--- GIVEN DATA ---

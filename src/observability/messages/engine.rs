// Copyright (c) 2025 Steve Wagner (ciroque@live.com)
// SPDX-License-Identifier: MIT

//! Message types for pipeline runs.
//!
//! This module contains message types for logging events related to:
//! * Pipeline lifecycle (start, completion, failure)
//! * Fan-out width and concurrency
//! * Per-stream failures
//! * Fan-in results

use crate::observability::messages::StructuredLog;
use std::fmt::{Display, Formatter};
use tracing::Span;

/// Pipeline run started.
///
/// # Log Level
/// `info!` - Important operational event
///
/// # Example
/// ```
/// use dagwood_transforms::observability::messages::engine::PipelineStarted;
///
/// let msg = PipelineStarted {
///     step_count: 5,
///     max_concurrency: 4,
/// };
///
/// tracing::info!("{}", msg);
/// ```
pub struct PipelineStarted {
    pub step_count: usize,
    pub max_concurrency: usize,
}

impl Display for PipelineStarted {
    fn fmt(&self, f: &mut Formatter) -> std::fmt::Result {
        write!(
            f,
            "Starting pipeline: {} steps, max_concurrency={}",
            self.step_count, self.max_concurrency
        )
    }
}

impl StructuredLog for PipelineStarted {
    fn log(&self) {
        tracing::info!(
            step_count = self.step_count,
            max_concurrency = self.max_concurrency,
            "{}", self
        );
    }

    fn span(&self, name: &str) -> Span {
        tracing::info_span!(
            "pipeline",
            span_name = name,
            step_count = self.step_count,
            max_concurrency = self.max_concurrency,
        )
    }
}

/// Pipeline run completed successfully.
///
/// # Log Level
/// `info!` - Important operational event
pub struct PipelineCompleted {
    pub step_count: usize,
    pub duration: std::time::Duration,
}

impl Display for PipelineCompleted {
    fn fmt(&self, f: &mut Formatter) -> std::fmt::Result {
        write!(
            f,
            "Pipeline completed: {} steps in {:?}",
            self.step_count, self.duration
        )
    }
}

impl StructuredLog for PipelineCompleted {
    fn log(&self) {
        tracing::info!(
            step_count = self.step_count,
            duration_ms = self.duration.as_millis() as u64,
            "{}", self
        );
    }

    fn span(&self, name: &str) -> Span {
        tracing::info_span!(
            "pipeline_completed",
            span_name = name,
            step_count = self.step_count,
            duration = ?self.duration,
        )
    }
}

/// Pipeline aborted by a step failing outside any fan-out.
///
/// # Log Level
/// `error!` - Failure requiring attention
pub struct PipelineFailed<'a> {
    pub error: &'a dyn std::error::Error,
}

impl Display for PipelineFailed<'_> {
    fn fmt(&self, f: &mut Formatter) -> std::fmt::Result {
        write!(f, "Pipeline failed: {}", self.error)
    }
}

impl StructuredLog for PipelineFailed<'_> {
    fn log(&self) {
        tracing::error!(error = %self.error, "{}", self);
    }

    fn span(&self, name: &str) -> Span {
        tracing::error_span!("pipeline_failed", span_name = name, error = %self.error)
    }
}

/// A scatter step expanded into streams.
///
/// # Log Level
/// `info!` - Important operational event
pub struct FanOutStarted<'a> {
    pub step_id: &'a str,
    pub stream_count: usize,
    pub max_concurrency: usize,
}

impl Display for FanOutStarted<'_> {
    fn fmt(&self, f: &mut Formatter) -> std::fmt::Result {
        write!(
            f,
            "Scatter '{}' fanning out to {} streams, max_concurrency={}",
            self.step_id, self.stream_count, self.max_concurrency
        )
    }
}

impl StructuredLog for FanOutStarted<'_> {
    fn log(&self) {
        tracing::info!(
            step_id = self.step_id,
            stream_count = self.stream_count,
            max_concurrency = self.max_concurrency,
            "{}", self
        );
    }

    fn span(&self, name: &str) -> Span {
        tracing::info_span!(
            "fan_out",
            span_name = name,
            step_id = self.step_id,
            stream_count = self.stream_count,
            max_concurrency = self.max_concurrency,
        )
    }
}

/// One stream of a fan-out failed.
///
/// # Log Level
/// `warn!` - the gather step decides what the failure means
pub struct StreamFailed<'a> {
    pub scatter_id: &'a str,
    pub stream: usize,
    pub error: &'a dyn std::error::Error,
}

impl Display for StreamFailed<'_> {
    fn fmt(&self, f: &mut Formatter) -> std::fmt::Result {
        write!(
            f,
            "Stream {} of scatter '{}' failed: {}",
            self.stream, self.scatter_id, self.error
        )
    }
}

impl StructuredLog for StreamFailed<'_> {
    fn log(&self) {
        tracing::warn!(
            scatter_id = self.scatter_id,
            stream = self.stream,
            error = %self.error,
            "{}", self
        );
    }

    fn span(&self, name: &str) -> Span {
        tracing::warn_span!(
            "stream_failed",
            span_name = name,
            scatter_id = self.scatter_id,
            stream = self.stream,
            error = %self.error,
        )
    }
}

/// A gather step joined its streams.
///
/// # Log Level
/// `info!` - Important operational event
pub struct FanInCompleted<'a> {
    pub step_id: &'a str,
    pub strategy: &'a str,
    pub stream_count: usize,
    pub failed_count: usize,
}

impl Display for FanInCompleted<'_> {
    fn fmt(&self, f: &mut Formatter) -> std::fmt::Result {
        write!(
            f,
            "Gather '{}' joined {} streams ({} failed) with {} strategy",
            self.step_id, self.stream_count, self.failed_count, self.strategy
        )
    }
}

impl StructuredLog for FanInCompleted<'_> {
    fn log(&self) {
        tracing::info!(
            step_id = self.step_id,
            strategy = self.strategy,
            stream_count = self.stream_count,
            failed_count = self.failed_count,
            "{}", self
        );
    }

    fn span(&self, name: &str) -> Span {
        tracing::info_span!(
            "fan_in",
            span_name = name,
            step_id = self.step_id,
            strategy = self.strategy,
            stream_count = self.stream_count,
            failed_count = self.failed_count,
        )
    }
}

---

ACTIVITY
Write out the material once more so that every line matches exactly.

ANSWER BOX
filename src/observability/messages/engine.rs
// Copyright (c) 2025 Steve Wagner (ciroque@live.com)
// SPDX-License-Identifier: MIT

//! Message types for pipeline runs.
//!
//! This module contains message types for logging events related to:
//! * Pipeline lifecycle (start, completion, failure)
//! * Fan-out width and concurrency
//! * Per-stream failures
//! * Fan-in results

use crate::observability::messages::StructuredLog;
use std::fmt::{Display, Formatter};
use tracing::Span;

/// Pipeline run started.
///
/// # Log Level
/// `info!` - Important operational event
///
/// # Example
/// ```
/// use dagwood_transforms::observability::messages::engine::PipelineStarted;
///
/// let msg = PipelineStarted {
///     step_count: 5,
///     max_concurrency: 4,
/// };
///
/// tracing::info!("{}", msg);
/// ```
pub struct PipelineStarted {
    pub step_count: usize,
    pub max_concurrency: usize,
}

impl Display for PipelineStarted {
    fn fmt(&self, f: &mut Formatter) -> std::fmt::Result {
        write!(
            f,
            "Starting pipeline: {} steps, max_concurrency={}",
            self.step_count, self.max_concurrency
        )
    }
}

impl StructuredLog for PipelineStarted {
    fn log(&self) {
        tracing::info!(
            step_count = self.step_count,
            max_concurrency = self.max_concurrency,
            "{}", self
        );
    }

    fn span(&self, name: &str) -> Span {
        tracing::info_span!(
            "pipeline",
            span_name = name,
            step_count = self.step_count,
            max_concurrency = self.max_concurrency,
        )
    }
}

/// Pipeline run completed successfully.
///
/// # Log Level
/// `info!` - Important operational event
pub struct PipelineCompleted {
    pub step_count: usize,
    pub duration: std::time::Duration,
}

impl Display for PipelineCompleted {
    fn fmt(&self, f: &mut Formatter) -> std::fmt::Result {
        write!(
            f,
            "Pipeline completed: {} steps in {:?}",
            self.step_count, self.duration
        )
    }
}

impl StructuredLog for PipelineCompleted {
    fn log(&self) {
        tracing::info!(
            step_count = self.step_count,
            duration_ms = self.duration.as_millis() as u64,
            "{}", self
        );
    }

    fn span(&self, name: &str) -> Span {
        tracing::info_span!(
            "pipeline_completed",
            span_name = name,
            step_count = self.step_count,
            duration = ?self.duration,
        )
    }
}

/// Pipeline aborted by a step failing outside any fan-out.
///
/// # Log Level
/// `error!` - Failure requiring attention
pub struct PipelineFailed<'a> {
    pub error: &'a dyn std::error::Error,
}

impl Display for PipelineFailed<'_> {
    fn fmt(&self, f: &mut Formatter) -> std::fmt::Result {
        write!(f, "Pipeline failed: {}", self.error)
    }
}

impl StructuredLog for PipelineFailed<'_> {
    fn log(&self) {
        tracing::error!(error = %self.error, "{}", self);
    }

    fn span(&self, name: &str) -> Span {
        tracing::error_span!("pipeline_failed", span_name = name, error = %self.error)
    }
}

/// A scatter step expanded into streams.
///
/// # Log Level
/// `info!` - Important operational event
pub struct FanOutStarted<'a> {
    pub step_id: &'a str,
    pub stream_count: usize,
    pub max_concurrency: usize,
}

impl Display for FanOutStarted<'_> {
    fn fmt(&self, f: &mut Formatter) -> std::fmt::Result {
        write!(
            f,
            "Scatter '{}' fanning out to {} streams, max_concurrency={}",
            self.step_id, self.stream_count, self.max_concurrency
        )
    }
}

impl StructuredLog for FanOutStarted<'_> {
    fn log(&self) {
        tracing::info!(
            step_id = self.step_id,
            stream_count = self.stream_count,
            max_concurrency = self.max_concurrency,
            "{}", self
        );
    }

    fn span(&self, name: &str) -> Span {
        tracing::info_span!(
            "fan_out",
            span_name = name,
            step_id = self.step_id,
            stream_count = self.stream_count,
            max_concurrency = self.max_concurrency,
        )
    }
}

/// One stream of a fan-out failed.
///
/// # Log Level
/// `warn!` - the gather step decides what the failure means
pub struct StreamFailed<'a> {
    pub scatter_id: &'a str,
    pub stream: usize,
    pub error: &'a dyn std::error::Error,
}

impl Display for StreamFailed<'_> {
    fn fmt(&self, f: &mut Formatter) -> std::fmt::Result {
        write!(
            f,
            "Stream {} of scatter '{}' failed: {}",
            self.stream, self.scatter_id, self.error
        )
    }
}

impl StructuredLog for StreamFailed<'_> {
    fn log(&self) {
        tracing::warn!(
            scatter_id = self.scatter_id,
            stream = self.stream,
            error = %self.error,
            "{}", self
        );
    }

    fn span(&self, name: &str) -> Span {
        tracing::warn_span!(
            "stream_failed",
            span_name = name,
            scatter_id = self.scatter_id,
            stream = self.stream,
            error = %self.error,
        )
    }
}

/// A gather step joined its streams.
///
/// # Log Level
/// `info!` - Important operational event
pub struct FanInCompleted<'a> {
    pub step_id: &'a str,
    pub strategy: &'a str,
    pub stream_count: usize,
    pub failed_count: usize,
}

impl Display for FanInCompleted<'_> {
    fn fmt(&self, f: &mut Formatter) -> std::fmt::Result {
        write!(
            f,
            "Gather '{}' joined {} streams ({} failed) with {} strategy",
            self.step_id, self.stream_count, self.failed_count, self.strategy
        )
    }
}

impl StructuredLog for FanInCompleted<'_> {
    fn log(&self) {
        tracing::info!(
            step_id = self.step_id,
            strategy = self.strategy,
            stream_count = self.stream_count,
            failed_count = self.failed_count,
            "{}", self
        );
    }

    fn span(&self, name: &str) -> Span {
        tracing::info_span!(
            "fan_in",
            span_name = name,
            step_id = self.step_id,
            strategy = self.strategy,
            stream_count = self.stream_count,
            failed_count = self.failed_count,
        )
    }
}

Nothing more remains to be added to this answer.